Весеннее солнце освобождало Москву от грязных снежных завалов вдоль тротуаров. Девушка, торгующая цветами в стеклянной будочке, поглядывала на наши окна — утром она заходила к сыну, принесла какую-то сушеную горную траву, рекомендованную знакомой знахаркой. Все, кто узнавал о болезни сына, пытались чем-то помочь. Последние месяцы большую часть времени он проводил в задумчивой неподвижности; обращенные внутрь глаза никого не видели, казалось, он вслушивается в то, что происходит в его организме. Но стоило кому-то к нему обратиться, как на алебастрово-белом лице появлялась приветливая, чуть виноватая улыбка.

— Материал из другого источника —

//! HTTP API handlers

use axum::{
    extract::{Path, State},
    http::StatusCode,
    Json,
};
use std::sync::Arc;

use crate::net::server::AppState;
use crate::relay::{SessionId, SessionInfo};

/// API response wrapper
#[derive(serde::Serialize)]
pub struct ApiResponse<T> {
    pub success: bool,
    #[serde(skip_serializing_if = "Option::is_none")]
    pub data: Option<T>,
    #[serde(skip_serializing_if = "Option::is_none")]
    pub error: Option<String>,
}

impl<T> ApiResponse<T> {
    pub fn ok(data: T) -> Self {
        Self {
            success: true,
            data: Some(data),
            error: None,
        }
    }

    pub fn error(msg: impl Into<String>) -> Self {
        Self {
            success: false,
            data: None,
            error: Some(msg.into()),
        }
    }
}

/// Relay status
#[derive(serde::Serialize)]
pub struct SystemStatus {
    pub active_sessions: usize,
    pub uptime_seconds: u64,
    pub sample_rate: u32,
    pub channels: u16,
    pub block_ms: f32,
    pub queue_capacity: usize,
}

/// Get relay status
pub async fn get_status(State(state): State<Arc<AppState>>) -> Json<ApiResponse<SystemStatus>> {
    let audio = &state.relay.config().audio;
    let status = SystemStatus {
        active_sessions: state.relay.session_count(),
        uptime_seconds: state.started_at.elapsed().as_secs(),
        sample_rate: audio.sample_rate,
        channels: audio.channels,
        block_ms: audio.block_ms,
        queue_capacity: audio.queue_capacity,
    };

    Json(ApiResponse::ok(status))
}

/// List active sessions with their counters
pub async fn get_sessions(State(state): State<Arc<AppState>>) -> Json<ApiResponse<Vec<SessionInfo>>> {
    Json(ApiResponse::ok(state.relay.sessions()))
}

/// Hang up a session and tell its peer with `voice_stop`
pub async fn end_session(
    State(state): State<Arc<AppState>>,
    Path(id): Path<String>,
) -> (StatusCode, Json<ApiResponse<()>>) {
    let Some(session_id) = SessionId::parse(&id) else {
        return (
            StatusCode::BAD_REQUEST,
            Json(ApiResponse::error(format!("Invalid session id: {}", id))),
        );
    };

    // Closing joins the device threads.
    let relay = state.relay.clone();
    match tokio::task::spawn_blocking(move || relay.hang_up(session_id)).await {
        Ok(true) => (StatusCode::OK, Json(ApiResponse::ok(()))),
        Ok(false) => (
            StatusCode::NOT_FOUND,
            Json(ApiResponse::error(format!("Session not found: {}", id))),
        ),
        Err(e) => (
            StatusCode::INTERNAL_SERVER_ERROR,
            Json(ApiResponse::error(format!("Hang-up failed: {}", e))),
        ),
    }
}

#[cfg(test)]
mod tests {
    use super::*;
    use crate::audio::mock::MockBackend;
    use crate::config::RelayConfig;
    use crate::net::channel::testing::RecordingChannel;
    use crate::net::connection::DeviceSelection;
    use crate::relay::VoiceRelay;

    fn state() -> Arc<AppState> {
        state_with(MockBackend::new())
    }

    fn state_with(backend: MockBackend) -> Arc<AppState> {
        let relay = Arc::new(VoiceRelay::new(Arc::new(backend), RelayConfig::default()));
        Arc::new(AppState::new(relay, DeviceSelection::default()))
    }

    #[tokio::test]
    async fn test_status_reports_config() {
        let state = state();
        let Json(response) = get_status(State(state)).await;
        let status = response.data.unwrap();
        assert!(response.success);
        assert_eq!(status.active_sessions, 0);
        assert_eq!(status.sample_rate, 16000);
        assert_eq!(status.queue_capacity, 100);
    }

    #[tokio::test]
    async fn test_sessions_and_hangup() {
        let backend = MockBackend::new();
        let state = state_with(backend.clone());
        let channel = RecordingChannel::new();
        let id = state.relay.start_session(channel.clone(), "", "").unwrap();

        let Json(response) = get_sessions(State(state.clone())).await;
        assert_eq!(response.data.unwrap().len(), 1);

        let (code, _) = end_session(State(state.clone()), Path(id.to_string())).await;
        assert_eq!(code, StatusCode::OK);
        assert_eq!(backend.closed(), 2);
        assert_eq!(
            *channel.control.lock(),
            vec![crate::protocol::ControlMessage::VoiceStop.to_json()]
        );

        let (code, _) = end_session(State(state.clone()), Path(id.to_string())).await;
        assert_eq!(code, StatusCode::NOT_FOUND);
        let (code, _) = end_session(State(state), Path("not-a-uuid".into())).await;
        assert_eq!(code, StatusCode::BAD_REQUEST);
    }
}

Мне все труднее было, общаясь с ним, сохранять более-менее беззаботный тон. Но из-за страха потерять его навсегда я искал любой предлог, чтобы зайти в спальню, где он полуодетый лежал на заправленной постели. О возможной пересадке сердца я ему не говорил, но о знакомстве с Дозорцевым и переговорах по поводу дома в Кисловодске он знал.
Я присел на краешек кровати и, любуясь по-юношески чистыми линиями лица, начал рассказывать ему о том, как четырехлетним мальчиком он прохаживался по каменному забору дома в Кисловодске. Со стороны двора забор начинался с небольшой высоты, но потом нависал над глубоким рвом, заросшим крапивой. Я ставил его на забор и шел рядом; стоило мне отпустить его руку, как он в ужасе застывал на неровной каменной полосе шириной в тридцать сантиметров.
— Иди, — приказывал я ему, он косился на меня расширенными от страха глазами, но, подчинившись команде, шел дальше.
Однажды он спросил меня с трагической серьезностью:
— Папа ты, что — хочешь, чтобы у тебя не было сына?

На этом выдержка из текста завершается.